### [Work instructions]
Give the records again exactly, with every character kept.

┌──

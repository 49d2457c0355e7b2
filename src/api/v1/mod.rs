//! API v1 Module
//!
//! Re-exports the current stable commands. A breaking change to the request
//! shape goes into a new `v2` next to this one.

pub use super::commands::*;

└──

### [Response area]
repository 49d2457c0355e7b2
filename src/api/v1/mod.rs
//! API v1 Module
//!
//! Re-exports the current stable commands. A breaking change to the request
//! shape goes into a new `v2` next to this one.

pub use super::commands::*;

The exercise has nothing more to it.